O Pentecostes, o aniversário da Igreja, é um momento apropriado para refletir sobre que tipo de missão e testemunho surgirá da crise e sobre como o Papa Francisco avançará a sua visão para a evangelização missionária quando a tempestade da Covid-19 começar a enfraquecer.
“O que estamos vivendo agora é uma espécie de metanoia e temos a chance de começar. Então, não deixemos que ela escape de nós. Sigamos em frente”, disse Francisco em entrevista à The Tablet no mês passado.
Em dois documentos proféticos, seu manifesto para este papado, Evangelii gaudium, publicado em 2013, seguido dois anos depois pela sua encíclica Laudato si’, um poderoso chamado a proteger o mundo natural, o papa oferece um mapa para atravessar a crise e rumo ao futuro.
O coronavírus suspendeu a vida “normal’ da Igreja, com muitas pessoas ainda privadas de acesso aos sacramentos.

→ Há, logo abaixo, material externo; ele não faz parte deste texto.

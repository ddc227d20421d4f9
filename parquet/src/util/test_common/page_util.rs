// Licensed to the Apache Software Foundation (ASF) under one
// or more contributor license agreements.  See the NOTICE file
// distributed with this work for additional information
// regarding copyright ownership.  The ASF licenses this file
// to you under the Apache License, Version 2.0 (the
// "License"); you may not use this file except in compliance
// with the License.  You may obtain a copy of the License at
//
//   http://www.apache.org/licenses/LICENSE-2.0
//
// Unless required by applicable law or agreed to in writing,
// software distributed under the License is distributed on an
// "AS IS" BASIS, WITHOUT WARRANTIES OR CONDITIONS OF ANY
// KIND, either express or implied.  See the License for the
// specific language governing permissions and limitations
// under the License.

use std::iter::Peekable;

use bytes::Bytes;

use crate::basic::Encoding;
use crate::column::page::{CompressedPage, Page, PageReader};
use crate::data_type::DataType;
use crate::encodings::encoding::get_encoder;
use crate::encodings::levels::LevelEncoder;
use crate::errors::Result;
use crate::file::metadata::thrift::PageHeader;
use crate::schema::types::ColumnDescPtr;

pub trait DataPageBuilder {
    fn add_rep_levels(&mut self, max_level: i16, rep_levels: &[i16]);
    fn add_def_levels(&mut self, max_level: i16, def_levels: &[i16]);
    fn add_values<T: DataType>(&mut self, encoding: Encoding, values: &[T::T]);
    fn add_indices(&mut self, indices: Bytes);
    fn consume(self) -> Page;
}

/// A utility struct for building data pages (v1 or v2). Callers must call:
///   - add_rep_levels()
///   - add_def_levels()
///   - add_values() for normal data page / add_indices() for dictionary data page
///   - consume()
///
/// in order to populate and obtain a data page.
pub struct DataPageBuilderImpl {
    encoding: Option<Encoding>,
    num_values: u32,
    num_nulls: u32,
    buffer: Vec<u8>,
    rep_levels_byte_len: u32,
    def_levels_byte_len: u32,
    datapage_v2: bool,
}

impl DataPageBuilderImpl {
    // `num_values` is the number of levels in the page, nulls included.
    pub fn new(_desc: ColumnDescPtr, num_values: u32, datapage_v2: bool) -> Self {
        DataPageBuilderImpl {
            encoding: None,
            num_values,
            num_nulls: 0,
            buffer: vec![],
            rep_levels_byte_len: 0,
            def_levels_byte_len: 0,
            datapage_v2,
        }
    }

    // Adds levels to the buffer and return number of encoded bytes
    fn add_levels(&mut self, max_level: i16, levels: &[i16]) -> u32 {
        if max_level <= 0 {
            return 0;
        }
        let encoded = if self.datapage_v2 {
            let mut level_encoder = LevelEncoder::v2(max_level, levels.len());
            level_encoder.put(levels);
            level_encoder.consume()
        } else {
            let mut level_encoder = LevelEncoder::v1(Encoding::RLE, max_level, levels.len())
                .expect("RLE level encoder");
            level_encoder.put(levels);
            level_encoder.consume()
        };
        self.buffer.extend_from_slice(&encoded);
        encoded.len() as u32
    }
}

impl DataPageBuilder for DataPageBuilderImpl {
    fn add_rep_levels(&mut self, max_levels: i16, rep_levels: &[i16]) {
        self.num_values = rep_levels.len() as u32;
        self.rep_levels_byte_len = self.add_levels(max_levels, rep_levels);
    }

    fn add_def_levels(&mut self, max_levels: i16, def_levels: &[i16]) {
        self.num_values = def_levels.len() as u32;
        self.num_nulls = def_levels.iter().filter(|l| **l < max_levels).count() as u32;
        self.def_levels_byte_len = self.add_levels(max_levels, def_levels);
    }

    fn add_values<T: DataType>(&mut self, encoding: Encoding, values: &[T::T]) {
        assert!(
            self.num_values >= values.len() as u32,
            "num_values: {}, values.len(): {}",
            self.num_values,
            values.len()
        );
        self.encoding = Some(encoding);
        let mut encoder = get_encoder::<T>(encoding).expect("get_encoder() should be OK");
        encoder.put(values).expect("put() should be OK");
        let encoded_values = encoder
            .flush_buffer()
            .expect("consume_buffer() should be OK");
        self.buffer.extend_from_slice(&encoded_values);
    }

    fn add_indices(&mut self, indices: Bytes) {
        self.encoding = Some(Encoding::RLE_DICTIONARY);
        self.buffer.extend_from_slice(&indices);
    }

    fn consume(self) -> Page {
        if self.datapage_v2 {
            Page::DataPageV2 {
                buf: Bytes::from(self.buffer),
                num_values: self.num_values,
                encoding: self.encoding.unwrap(),
                num_nulls: self.num_nulls,
                num_rows: self.num_values,
                def_levels_byte_len: self.def_levels_byte_len,
                rep_levels_byte_len: self.rep_levels_byte_len,
                is_compressed: false,
                statistics: None,
            }
        } else {
            Page::DataPage {
                buf: Bytes::from(self.buffer),
                num_values: self.num_values,
                encoding: self.encoding.unwrap(),
                def_level_encoding: Encoding::RLE,
                rep_level_encoding: Encoding::RLE,
                statistics: None,
            }
        }
    }
}

/// A utility page reader which stores pages in memory.
pub struct InMemoryPageReader<P: Iterator<Item = Page>> {
    page_iter: Peekable<P>,
}

impl<P: Iterator<Item = Page>> InMemoryPageReader<P> {
    pub fn new(pages: impl IntoIterator<Item = Page, IntoIter = P>) -> Self {
        Self {
            page_iter: pages.into_iter().peekable(),
        }
    }
}

impl<P: Iterator<Item = Page> + Send> PageReader for InMemoryPageReader<P> {
    fn get_next_page(&mut self) -> Result<Option<Page>> {
        Ok(self.page_iter.next())
    }

    fn peek_next_page(&mut self) -> Result<Option<PageHeader>> {
        match self.page_iter.peek() {
            Some(page) => {
                let uncompressed_size = page.buffer().len();
                Ok(Some(
                    CompressedPage::new(page.clone(), uncompressed_size).to_header()?,
                ))
            }
            None => Ok(None),
        }
    }

    fn skip_next_page(&mut self) -> Result<()> {
        self.page_iter.next();
        Ok(())
    }
}

impl<P: Iterator<Item = Page> + Send> Iterator for InMemoryPageReader<P> {
    type Item = Result<Page>;

    fn next(&mut self) -> Option<Self::Item> {
        self.get_next_page().transpose()
    }
}
impl<'a> ThriftCompactInputProtocol<'a> {
    pub(crate) fn new(buf: &'a [u8]) -> Self {
        Self {
            buf,
            position: 0,
            last_read_field_id: 0,
            read_field_id_stack: Vec::with_capacity(4),
            pending_read_bool_value: None,
        }
    }

    /// Returns the number of bytes consumed so far.
    pub(crate) fn position(&self) -> usize {
        self.position
    }

    fn read_vlq(&mut self) -> Result<u64> {
        let mut in_progress = 0u64;
        let mut shift = 0;
        loop {
            let byte = self.read_byte()?;
            if shift > 63 {
                return Err(malformed_err!("Varint is longer than 10 bytes"));
            }
            in_progress |= ((byte & 0x7F) as u64).wrapping_shl(shift);
            shift += 7;
            if byte & 0x80 == 0 {
                return Ok(in_progress);
            }
        }
    }

    fn read_zig_zag(&mut self) -> Result<i64> {
        let val = self.read_vlq()?;
        Ok((val >> 1) as i64 ^ -((val & 1) as i64))
    }

    pub(crate) fn read_struct_begin(&mut self) -> Result<()> {
        self.read_field_id_stack.push(self.last_read_field_id);
        self.last_read_field_id = 0;
        Ok(())
    }

    pub(crate) fn read_struct_end(&mut self) -> Result<()> {
        self.last_read_field_id = self
            .read_field_id_stack
            .pop()
            .ok_or_else(|| malformed_err!("Struct end without matching struct begin"))?;
        Ok(())
    }

    pub(crate) fn read_field_begin(&mut self) -> Result<FieldIdentifier> {
        // the first byte holds the type, and the field delta unless it is zero
        let field_type = self.read_byte()?;
        let field_delta = (field_type & 0xf0) >> 4;
        let field_type = FieldType::try_from(field_type & 0xf)?;

        match field_type {
            FieldType::Stop => Ok(FieldIdentifier {
                field_type: FieldType::Stop,
                id: 0,
            }),
            _ => {
                if field_type == FieldType::BooleanFalse {
                    self.pending_read_bool_value = Some(false);
                } else if field_type == FieldType::BooleanTrue {
                    self.pending_read_bool_value = Some(true);
                }
                if field_delta != 0 {
                    self.last_read_field_id = self
                        .last_read_field_id
                        .checked_add(field_delta as i16)
                        .ok_or_else(|| {
                            malformed_err!(
                                "cannot add {} to field id {}",
                                field_delta,
                                self.last_read_field_id
                            )
                        })?;
                } else {
                    self.last_read_field_id = self.read_i16()?;
                };

                Ok(FieldIdentifier {
                    field_type,
                    id: self.last_read_field_id,
                })
            }
        }
    }

    pub(crate) fn read_bool(&mut self) -> Result<bool> {
        match self.pending_read_bool_value.take() {
            Some(b) => Ok(b),
            None => match self.read_byte()? {
                0x01 => Ok(true),
                0x00 | 0x02 => Ok(false),
                unkn => Err(malformed_err!("cannot convert {} into bool", unkn)),
            },
        }
    }

    pub(crate) fn read_bytes(&mut self) -> Result<&'a [u8]> {
        let len = self.read_vlq()?;
        let len = usize::try_from(len)
            .map_err(|_| malformed_err!("Binary length {} does not fit in memory", len))?;
        let ret = self.buf.get(..len).ok_or_else(eof_error)?;
        self.advance(len);
        Ok(ret)
    }

    pub(crate) fn read_i8(&mut self) -> Result<i8> {
        Ok(self.read_byte()? as _)
    }

    pub(crate) fn read_i16(&mut self) -> Result<i16> {
        let v = self.read_zig_zag()?;
        i16::try_from(v).map_err(|_| malformed_err!("Value {} does not fit in i16", v))
    }

    pub(crate) fn read_i32(&mut self) -> Result<i32> {
        let v = self.read_zig_zag()?;
        i32::try_from(v).map_err(|_| malformed_err!("Value {} does not fit in i32", v))
    }

    pub(crate) fn read_i64(&mut self) -> Result<i64> {
        self.read_zig_zag()
    }

    fn read_list_begin(&mut self) -> Result<(ElementType, usize)> {
        let header = self.read_byte()?;
        let element_type = ElementType::try_from(header & 0x0f)?;

        let possible_element_count = (header & 0xF0) >> 4;
        let element_count = if possible_element_count != 15 {
            // high bits set high if count and type encoded separately
            possible_element_count as usize
        } else {
            self.read_vlq()? as usize
        };

        Ok((element_type, element_count))
    }

    #[inline]
    fn advance(&mut self, n: usize) {
        self.buf = &self.buf[n..];
        self.position += n;
    }

    #[inline]
    fn read_byte(&mut self) -> Result<u8> {
        let ret = *self.buf.first().ok_or_else(eof_error)?;
        self.advance(1);
        Ok(ret)
    }

    #[inline]
    fn skip_bytes(&mut self, n: usize) -> Result<()> {
        self.buf.get(..n).ok_or_else(eof_error)?;
        self.advance(n);
        Ok(())
    }

    fn skip_vlq(&mut self) -> Result<()> {
        self.read_vlq().map(|_| ())
    }

    /// Skip a field with type `field_type` recursively.
    pub(crate) fn skip(&mut self, field_type: FieldType) -> Result<()> {
        self.skip_till_depth(field_type, MAX_SKIP_DEPTH)
    }

    fn skip_till_depth(&mut self, field_type: FieldType, depth: i8) -> Result<()> {
        if depth == 0 {
            return Err(malformed_err!("cannot parse past {:?}", field_type));
        }

        match field_type {
            FieldType::BooleanFalse | FieldType::BooleanTrue => self.read_bool().map(|_| ()),
            FieldType::Byte => self.read_i8().map(|_| ()),
            FieldType::I16 | FieldType::I32 | FieldType::I64 => self.skip_vlq(),
            FieldType::Double => self.skip_bytes(8),
            FieldType::Binary => self.read_bytes().map(|_| ()),
            FieldType::Struct => {
                self.read_struct_begin()?;
                loop {
                    let field_ident = self.read_field_begin()?;
                    if field_ident.field_type == FieldType::Stop {
                        break;
                    }
                    self.skip_till_depth(field_ident.field_type, depth - 1)?;
                }
                self.read_struct_end()
            }
            FieldType::List | FieldType::Set => {
                let (element_type, size) = self.read_list_begin()?;
                for _ in 0..size {
                    self.skip_till_depth(element_type.into(), depth - 1)?;
                }
                Ok(())
            }
            // no map types in page headers
            u => Err(malformed_err!("cannot skip field type {:?}", u)),
        }
    }
}
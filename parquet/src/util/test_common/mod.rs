// Licensed to the Apache Software Foundation (ASF) under one
// or more contributor license agreements.  See the NOTICE file
// distributed with this work for additional information
// regarding copyright ownership.  The ASF licenses this file
// to you under the Apache License, Version 2.0 (the
// "License"); you may not use this file except in compliance
// with the License.  You may obtain a copy of the License at
//
//   http://www.apache.org/licenses/LICENSE-2.0
//
// Unless required by applicable law or agreed to in writing,
// software distributed under the License is distributed on an
// "AS IS" BASIS, WITHOUT WARRANTIES OR CONDITIONS OF ANY
// KIND, either express or implied.  See the License for the
// specific language governing permissions and limitations
// under the License.

//! Test helpers shared by unit tests, integration tests and benchmarks.

pub mod page_util;
pub mod rand_gen;

pub use self::rand_gen::make_pages;
pub use self::rand_gen::random_bytes;
pub use self::rand_gen::random_numbers;
pub use self::rand_gen::random_numbers_range;
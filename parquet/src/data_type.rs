// Licensed to the Apache Software Foundation (ASF) under one
// or more contributor license agreements.  See the NOTICE file
// distributed with this work for additional information
// regarding copyright ownership.  The ASF licenses this file
// to you under the Apache License, Version 2.0 (the
// "License"); you may not use this file except in compliance
// with the License.  You may obtain a copy of the License at
//
//   http://www.apache.org/licenses/LICENSE-2.0
//
// Unless required by applicable law or agreed to in writing,
// software distributed under the License is distributed on an
// "AS IS" BASIS, WITHOUT WARRANTIES OR CONDITIONS OF ANY
// KIND, either express or implied.  See the License for the
// specific language governing permissions and limitations
// under the License.

//! Data types that connect Parquet physical types with their Rust-specific
//! representations.
use bytes::Bytes;
use std::fmt;
use std::ops::{Deref, DerefMut};
use std::str::from_utf8;

use crate::basic::Type;
use crate::column::reader::{ColumnChunkReader, ColumnReader};
use crate::errors::{ParquetError, Result};
use crate::util::bit_util::FromBytes;

/// Rust representation for logical type INT96, value is backed by an array of `u32`.
/// The type only takes 12 bytes, without extra padding.
#[derive(Clone, Copy, Debug, PartialEq, Eq, Hash, Default)]
pub struct Int96 {
    value: [u32; 3],
}

impl Int96 {
    /// Creates new INT96 type struct with no data set.
    pub fn new() -> Self {
        Self { value: [0; 3] }
    }

    /// Returns underlying data as slice of [`u32`].
    #[inline]
    pub fn data(&self) -> &[u32] {
        &self.value
    }

    /// Sets data for this INT96 type.
    #[inline]
    pub fn set_data(&mut self, elem0: u32, elem1: u32, elem2: u32) {
        self.value = [elem0, elem1, elem2];
    }

    /// Returns the 12 little-endian bytes of this value, as stored by PLAIN.
    pub fn to_le_bytes(&self) -> [u8; 12] {
        let mut bytes = [0; 12];
        for (chunk, v) in bytes.chunks_exact_mut(4).zip(self.value) {
            chunk.copy_from_slice(&v.to_le_bytes());
        }
        bytes
    }

    /// Reads a value from the first 12 bytes of `bytes`.
    pub fn from_le_slice(bytes: &[u8]) -> Result<Self> {
        if bytes.len() < 12 {
            return Err(eof_err!("INT96 needs 12 bytes, got {}", bytes.len()));
        }
        let mut value = [0; 3];
        for (v, chunk) in value.iter_mut().zip(bytes.chunks_exact(4)) {
            *v = u32::try_from_le_slice(chunk)?;
        }
        Ok(Self { value })
    }
}

impl From<Vec<u32>> for Int96 {
    fn from(buf: Vec<u32>) -> Self {
        assert_eq!(buf.len(), 3);
        let mut result = Self::new();
        result.set_data(buf[0], buf[1], buf[2]);
        result
    }
}

impl fmt::Display for Int96 {
    fn fmt(&self, f: &mut fmt::Formatter) -> fmt::Result {
        write!(f, "{:?}", self.data())
    }
}

/// Rust representation for BYTE_ARRAY and FIXED_LEN_BYTE_ARRAY Parquet physical types.
/// Value is backed by a byte buffer.
#[derive(Clone, Default)]
pub struct ByteArray {
    data: Option<Bytes>,
}

// Special case Debug that prints out byte arrays that are valid utf8 as &str's
impl fmt::Debug for ByteArray {
    fn fmt(&self, f: &mut fmt::Formatter<'_>) -> fmt::Result {
        let mut debug_struct = f.debug_struct("ByteArray");
        match self.as_utf8() {
            Ok(s) => debug_struct.field("data", &s),
            Err(_) => debug_struct.field("data", &self.data),
        };
        debug_struct.finish()
    }
}

impl PartialEq for ByteArray {
    fn eq(&self, other: &ByteArray) -> bool {
        self.data() == other.data()
    }
}

impl Eq for ByteArray {}
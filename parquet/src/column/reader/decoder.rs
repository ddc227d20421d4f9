// Licensed to the Apache Software Foundation (ASF) under one
// or more contributor license agreements.  See the NOTICE file
// distributed with this work for additional information
// regarding copyright ownership.  The ASF licenses this file
// to you under the Apache License, Version 2.0 (the
// "License"); you may not use this file except in compliance
// with the License.  You may obtain a copy of the License at
//
//   http://www.apache.org/licenses/LICENSE-2.0
//
// Unless required by applicable law or agreed to in writing,
// software distributed under the License is distributed on an
// "AS IS" BASIS, WITHOUT WARRANTIES OR CONDITIONS OF ANY
// KIND, either express or implied.  See the License for the
// specific language governing permissions and limitations
// under the License.

use std::collections::HashMap;
use std::sync::Arc;

use bytes::Bytes;
use tracing::debug;

use crate::basic::Encoding;
use crate::data_type::DataType;
use crate::encodings::decoding::{get_decoder, Decoder, DictDecoder};
use crate::encodings::dictionary::Dictionary;
use crate::errors::{ParquetError, Result};
use crate::schema::types::ColumnDescPtr;

/// Decodes the values of a column chunk, one data page at a time.
///
/// Holds the chunk's dictionary once it has been read, along with a cache of
/// decoders keyed by encoding so pages sharing an encoding reuse their decoder.
pub(crate) struct ColumnValueDecoder<T: DataType> {
    descr: ColumnDescPtr,

    current_encoding: Option<Encoding>,

    dictionary: Option<Arc<Dictionary<T>>>,

    // Cache of decoders for existing encodings
    decoders: HashMap<Encoding, Box<dyn Decoder<T>>>,
}

impl<T: DataType> ColumnValueDecoder<T> {
    pub(crate) fn new(descr: &ColumnDescPtr) -> Self {
        Self {
            descr: descr.clone(),
            current_encoding: None,
            dictionary: None,
            decoders: Default::default(),
        }
    }

    /// Builds the chunk's dictionary from the payload of its dictionary page.
    pub(crate) fn set_dict(&mut self, buf: Bytes, num_values: u32, encoding: Encoding) -> Result<()> {
        if self.dictionary.is_some() {
            return Err(corrupt_err!("Column cannot have more than one dictionary"));
        }
        if encoding != Encoding::PLAIN && encoding != Encoding::PLAIN_DICTIONARY {
            return Err(unsupported_encoding_err!(
                "Invalid/Unsupported encoding type for dictionary: {}",
                encoding
            ));
        }

        let dictionary = Arc::new(Dictionary::<T>::build(
            self.descr.type_length(),
            buf,
            num_values as usize,
        )?);
        debug!(
            "Built dictionary of {} entries for column {}",
            dictionary.len(),
            self.descr.path()
        );

        let mut decoder = DictDecoder::new();
        decoder.set_dict(dictionary.clone());
        self.decoders.insert(Encoding::RLE_DICTIONARY, Box::new(decoder));
        self.dictionary = Some(dictionary);
        Ok(())
    }

    /// Sets the value section of a new data page holding `num_values` non-null values.
    pub(crate) fn set_data(&mut self, mut encoding: Encoding, data: Bytes, num_values: usize) -> Result<()> {
        use std::collections::hash_map::Entry;

        if encoding == Encoding::PLAIN_DICTIONARY {
            encoding = Encoding::RLE_DICTIONARY;
        }

        let decoder = if encoding == Encoding::RLE_DICTIONARY {
            self.decoders.get_mut(&encoding).ok_or_else(|| {
                corrupt_err!("Dictionary encoded page without a preceding dictionary page")
            })?
        } else {
            // Search cache for data page decoder
            match self.decoders.entry(encoding) {
                Entry::Occupied(e) => e.into_mut(),
                Entry::Vacant(v) => {
                    let data_decoder = get_decoder::<T>(self.descr.clone(), encoding)?;
                    v.insert(data_decoder)
                }
            }
        };

        decoder.set_data(data, num_values)?;
        self.current_encoding = Some(encoding);
        Ok(())
    }

    fn current_decoder(&mut self) -> Result<&mut Box<dyn Decoder<T>>> {
        let encoding = self
            .current_encoding
            .ok_or_else(|| general_err!("No data page has been set"))?;
        self.decoders
            .get_mut(&encoding)
            .ok_or_else(|| general_err!("decoder for encoding {} should be set", encoding))
    }

    /// Decodes exactly `out.len()` values into `out`.
    pub(crate) fn read(&mut self, out: &mut [T::T]) -> Result<usize> {
        if out.is_empty() {
            return Ok(0);
        }
        let expected = out.len();
        let read = self.current_decoder()?.get(out)?;
        if read != expected {
            return Err(eof_err!(
                "insufficient values read from column - expected: {}, got: {}",
                expected,
                read
            ));
        }
        Ok(read)
    }
}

Foi uma prova de fé que alguns países não viam há séculos. Após semanas de confinamento, os católicos agora estão gradualmente retornando às igrejas, participando da missa e recebendo os sacramentos, mas apenas de uma forma altamente restrita. É improvável que isso mude em breve, e a Igreja deve se adaptar à nova situação. As coisas não voltarão facilmente a como eram antes.
“Este é um momento para reiniciar”, diz Augusto Zampini-Davies, padre argentino que o papa pediu para desempenhar um papel de liderança na Comissão Covid-19 do Vaticano, acrescentando: “O que é essencial? Essa é a questão. O que é essencial que a Igreja retome, regenere e permita que o Espírito Santo acenda, como dimensão essencial do cristianismo? Se Cristo está caminhando conosco neste momento trágico, aonde Ele quer nos levar?”
As dioceses e as paróquias têm visto sua renda cair em queda livre, o que está levando à perda de empregos e a algumas instituições a enfrentar o fechamento. Como escreveu Stephen Bullivant no início deste mês na The Tablet, é provável que o declínio de longo prazo na participação nas missas na Europa e nos Estados Unidos seja acelerado pela pandemia.
Mas também há razões de esperança. O coronavírus revelou uma fome de fé e mostrou que a Igreja atende a uma necessidade essencial. Uma recente pesquisa da ComRes apontou para isso, quando constatou que um quarto dos adultos no Reino Unido havia assistido ou ouvido um rito religioso durante o confinamento. Mas a medida da saúde da Igreja nunca pode se basear apenas nos números do comparecimento à missa ou em uma grande presença institucional. “Não somos chamados a ter sucesso, mas a ser fiéis”, costumava dizer a Madre Teresa de Calcutá.
Outro líder profético do século XX, o falecido cardeal Carlo Maria Martini, dizia desta maneira: “Jesus pergunta: será que o Filho do Homem, quando voltar, encontrará fé? Ele não pergunta: ‘Encontrarei uma Igreja grande e bem organizada?’”.
Para Francisco, a crise não é uma oportunidade para reestruturar as instituições. É um momento para refletir e perguntar o que pode ser feito para garantir que todos os aspectos da vida eclesial se concentrem na evangelização missionária, para que ela se aproxime da Igreja dos primeiros séculos.
O derrotismo, declara Francisco na Evangelii gaudium, “nos transforma em pessimistas lamurientos e desencantados com cara de vinagre” [n. 85]. O papa quer uma Igreja voltada para fora, em permanente estado de missão e focada nos pobres, em vez de ter um olhar voltado para dentro e autorreferencial.
“Não gastem tempo e recursos demais olhando-se no espelho, elaborando planos autocentrados nos mecanismos internos, em funcionalidades e competências do próprio aparato. Olhem para fora”, disse o papa em uma mensagem enviada às Pontifícias Obras Missionárias na semana passada. “Quebrem todos os espelhos de casa!”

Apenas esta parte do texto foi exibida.